**Exercise brief**. Check each line below for "axum" and say how many have it, with no other words.

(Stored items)
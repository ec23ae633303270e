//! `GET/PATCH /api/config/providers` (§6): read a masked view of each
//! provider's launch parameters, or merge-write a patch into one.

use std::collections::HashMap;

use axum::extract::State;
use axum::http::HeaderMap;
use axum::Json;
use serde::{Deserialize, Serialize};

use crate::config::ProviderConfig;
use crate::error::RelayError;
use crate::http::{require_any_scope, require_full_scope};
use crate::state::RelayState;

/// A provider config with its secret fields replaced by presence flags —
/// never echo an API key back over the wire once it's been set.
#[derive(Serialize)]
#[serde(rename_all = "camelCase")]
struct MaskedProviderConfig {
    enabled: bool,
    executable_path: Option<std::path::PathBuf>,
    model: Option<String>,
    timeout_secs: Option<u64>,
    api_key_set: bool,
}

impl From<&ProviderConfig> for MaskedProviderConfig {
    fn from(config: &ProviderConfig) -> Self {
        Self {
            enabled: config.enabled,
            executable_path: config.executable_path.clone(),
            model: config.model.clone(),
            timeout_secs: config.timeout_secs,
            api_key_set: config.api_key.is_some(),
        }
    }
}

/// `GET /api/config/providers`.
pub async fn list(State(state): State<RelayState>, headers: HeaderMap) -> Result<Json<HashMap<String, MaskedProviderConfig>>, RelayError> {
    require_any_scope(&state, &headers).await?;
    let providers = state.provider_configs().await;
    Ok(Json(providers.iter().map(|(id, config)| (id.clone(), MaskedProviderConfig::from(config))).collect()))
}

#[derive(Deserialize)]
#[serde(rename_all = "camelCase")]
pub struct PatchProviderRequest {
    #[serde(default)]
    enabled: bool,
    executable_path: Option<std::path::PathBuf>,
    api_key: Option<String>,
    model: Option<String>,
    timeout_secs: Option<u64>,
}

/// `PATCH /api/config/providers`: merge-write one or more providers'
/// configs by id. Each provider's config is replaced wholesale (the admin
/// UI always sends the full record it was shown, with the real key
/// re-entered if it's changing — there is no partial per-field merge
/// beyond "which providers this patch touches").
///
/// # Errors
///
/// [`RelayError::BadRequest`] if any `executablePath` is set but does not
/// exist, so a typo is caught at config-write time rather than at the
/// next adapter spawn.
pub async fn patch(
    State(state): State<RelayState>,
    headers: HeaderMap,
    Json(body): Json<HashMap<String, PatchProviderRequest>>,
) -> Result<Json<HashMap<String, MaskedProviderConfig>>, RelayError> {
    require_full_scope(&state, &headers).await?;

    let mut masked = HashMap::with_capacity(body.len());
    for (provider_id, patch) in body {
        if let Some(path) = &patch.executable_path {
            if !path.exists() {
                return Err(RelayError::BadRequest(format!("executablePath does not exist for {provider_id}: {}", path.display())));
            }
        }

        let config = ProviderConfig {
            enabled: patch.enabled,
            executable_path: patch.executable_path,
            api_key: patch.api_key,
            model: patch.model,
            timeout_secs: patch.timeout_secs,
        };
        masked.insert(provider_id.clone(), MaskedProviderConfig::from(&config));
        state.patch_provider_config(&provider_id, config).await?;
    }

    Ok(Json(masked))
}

--

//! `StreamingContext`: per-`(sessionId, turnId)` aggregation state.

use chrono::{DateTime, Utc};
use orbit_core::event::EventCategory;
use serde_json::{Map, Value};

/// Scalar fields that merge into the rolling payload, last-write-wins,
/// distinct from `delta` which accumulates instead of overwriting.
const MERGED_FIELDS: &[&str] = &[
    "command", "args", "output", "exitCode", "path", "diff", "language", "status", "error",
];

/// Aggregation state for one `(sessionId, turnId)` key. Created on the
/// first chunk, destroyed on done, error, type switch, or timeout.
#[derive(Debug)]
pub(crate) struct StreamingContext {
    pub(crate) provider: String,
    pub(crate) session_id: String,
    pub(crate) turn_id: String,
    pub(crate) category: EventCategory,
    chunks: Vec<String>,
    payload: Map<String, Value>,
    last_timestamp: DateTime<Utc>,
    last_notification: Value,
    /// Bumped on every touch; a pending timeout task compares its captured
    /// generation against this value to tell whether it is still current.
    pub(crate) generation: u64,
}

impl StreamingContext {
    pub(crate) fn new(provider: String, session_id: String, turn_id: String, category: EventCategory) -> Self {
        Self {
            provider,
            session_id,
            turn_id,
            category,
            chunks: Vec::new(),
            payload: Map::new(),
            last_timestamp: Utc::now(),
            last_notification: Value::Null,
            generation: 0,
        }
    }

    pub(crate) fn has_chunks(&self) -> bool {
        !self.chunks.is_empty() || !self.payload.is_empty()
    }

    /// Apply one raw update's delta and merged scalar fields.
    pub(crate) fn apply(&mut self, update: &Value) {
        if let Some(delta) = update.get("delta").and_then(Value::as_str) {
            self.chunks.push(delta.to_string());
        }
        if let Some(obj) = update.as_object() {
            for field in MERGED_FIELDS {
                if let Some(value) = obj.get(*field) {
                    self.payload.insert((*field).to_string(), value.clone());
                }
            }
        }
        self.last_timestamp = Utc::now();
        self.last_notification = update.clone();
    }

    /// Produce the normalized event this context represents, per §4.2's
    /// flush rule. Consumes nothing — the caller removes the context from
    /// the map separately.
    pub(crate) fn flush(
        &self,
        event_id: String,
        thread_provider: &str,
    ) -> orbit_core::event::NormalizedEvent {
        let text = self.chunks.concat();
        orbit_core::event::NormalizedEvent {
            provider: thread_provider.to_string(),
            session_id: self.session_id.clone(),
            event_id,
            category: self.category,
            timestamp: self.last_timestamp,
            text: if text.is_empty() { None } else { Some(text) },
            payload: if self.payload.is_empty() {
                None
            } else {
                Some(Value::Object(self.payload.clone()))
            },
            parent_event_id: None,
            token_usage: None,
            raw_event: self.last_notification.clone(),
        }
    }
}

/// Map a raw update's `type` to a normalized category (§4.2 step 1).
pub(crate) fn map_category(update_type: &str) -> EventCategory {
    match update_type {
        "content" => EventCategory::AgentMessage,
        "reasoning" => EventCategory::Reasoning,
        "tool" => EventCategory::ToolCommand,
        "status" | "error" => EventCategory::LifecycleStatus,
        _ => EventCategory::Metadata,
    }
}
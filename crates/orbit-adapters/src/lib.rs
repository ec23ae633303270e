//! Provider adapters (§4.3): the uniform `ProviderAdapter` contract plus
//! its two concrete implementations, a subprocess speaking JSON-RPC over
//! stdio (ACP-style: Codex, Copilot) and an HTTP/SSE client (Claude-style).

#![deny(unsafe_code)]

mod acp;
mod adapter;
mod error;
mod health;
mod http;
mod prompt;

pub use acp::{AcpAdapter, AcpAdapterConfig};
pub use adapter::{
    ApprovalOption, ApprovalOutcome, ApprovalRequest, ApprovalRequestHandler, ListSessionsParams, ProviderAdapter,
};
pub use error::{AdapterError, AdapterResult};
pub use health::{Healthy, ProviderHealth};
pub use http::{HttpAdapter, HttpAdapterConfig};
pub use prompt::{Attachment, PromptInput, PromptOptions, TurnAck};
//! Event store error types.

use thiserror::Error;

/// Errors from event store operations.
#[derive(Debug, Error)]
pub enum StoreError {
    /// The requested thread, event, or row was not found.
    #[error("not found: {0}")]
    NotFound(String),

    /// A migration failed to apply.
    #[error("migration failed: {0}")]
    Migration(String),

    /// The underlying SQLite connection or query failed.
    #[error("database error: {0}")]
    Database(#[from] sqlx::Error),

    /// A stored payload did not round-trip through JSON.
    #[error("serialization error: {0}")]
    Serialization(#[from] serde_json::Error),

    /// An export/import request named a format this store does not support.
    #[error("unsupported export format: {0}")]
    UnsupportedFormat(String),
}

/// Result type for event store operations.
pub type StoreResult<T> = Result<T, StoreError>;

**Task output**. 3